START Data

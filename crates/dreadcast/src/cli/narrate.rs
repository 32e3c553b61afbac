//! Narration command handler.

use dreadcast::{
    DreadcastConfig, DreadcastResult, FfmpegEncoder, FileSystemStoryStore, GeminiNarrator,
    VideoEncoder, VideoOutcome, narrate_next,
};
use tracing::instrument;

/// Narrate the next unprocessed story.
///
/// Video is rendered when `--video` is passed or `video.enabled` is set.
#[instrument(skip(config))]
pub async fn run_process(
    config: &DreadcastConfig,
    video: bool,
    voice: Option<String>,
) -> DreadcastResult<()> {
    let store = FileSystemStoryStore::new(&config.paths.stories_dir)?;

    let mut narrator = GeminiNarrator::new(config.narration.clone(), &config.paths.audio_dir)?;
    if let Some(voice) = voice {
        narrator = narrator.with_voice(voice);
    }

    let encoder = FfmpegEncoder::new(config.video.clone(), &config.paths.video_dir);
    let encoder: Option<&dyn VideoEncoder> = if video || config.video.enabled {
        Some(&encoder)
    } else {
        None
    };

    let Some(outcome) = narrate_next(&store, &narrator, encoder).await? else {
        println!("All stories have been processed.");
        return Ok(());
    };

    println!("Narrated: {} [{}]", outcome.story.title(), outcome.story.id());
    println!(
        "  audio:  {} ({:.1}s)",
        outcome.audio.path().display(),
        outcome.audio.duration_secs()
    );
    match &outcome.video {
        VideoOutcome::NotRequested => {}
        VideoOutcome::Unavailable => println!("  video:  skipped (FFmpeg not available)"),
        VideoOutcome::Rendered { artifact } => {
            println!("  video:  {}", artifact.path().display())
        }
        VideoOutcome::Failed { reason } => println!("  video:  failed ({})", reason),
    }
    Ok(())
}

END Data

— Task description —
In the data above, which lines have "clone"? Report each of them.

— The completed task —
    let mut narrator = GeminiNarrator::new(config.narration.clone(), &config.paths.audio_dir)?;
    let encoder = FfmpegEncoder::new(config.video.clone(), &config.paths.video_dir);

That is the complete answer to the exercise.